Material shown ▸
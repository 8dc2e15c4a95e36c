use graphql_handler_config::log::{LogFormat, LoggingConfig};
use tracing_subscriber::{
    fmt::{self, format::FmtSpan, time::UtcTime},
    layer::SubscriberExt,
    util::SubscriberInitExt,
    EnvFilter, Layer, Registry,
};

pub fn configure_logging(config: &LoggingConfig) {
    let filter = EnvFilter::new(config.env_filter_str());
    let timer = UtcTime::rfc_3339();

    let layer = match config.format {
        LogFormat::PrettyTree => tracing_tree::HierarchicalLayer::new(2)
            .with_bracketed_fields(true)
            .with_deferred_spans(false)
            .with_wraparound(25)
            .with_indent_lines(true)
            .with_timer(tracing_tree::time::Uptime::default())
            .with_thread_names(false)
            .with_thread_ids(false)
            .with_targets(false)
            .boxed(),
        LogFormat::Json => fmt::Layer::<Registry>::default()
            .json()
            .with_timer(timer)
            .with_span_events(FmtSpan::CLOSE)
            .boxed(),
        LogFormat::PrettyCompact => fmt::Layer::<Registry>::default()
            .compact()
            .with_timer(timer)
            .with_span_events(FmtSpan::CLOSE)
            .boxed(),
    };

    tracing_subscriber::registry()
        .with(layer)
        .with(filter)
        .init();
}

What you need to do ▸ Check each line of the entries for the word "LoggingConfig". State how many lines hold it, and write nothing else.

Answer section ▸ 2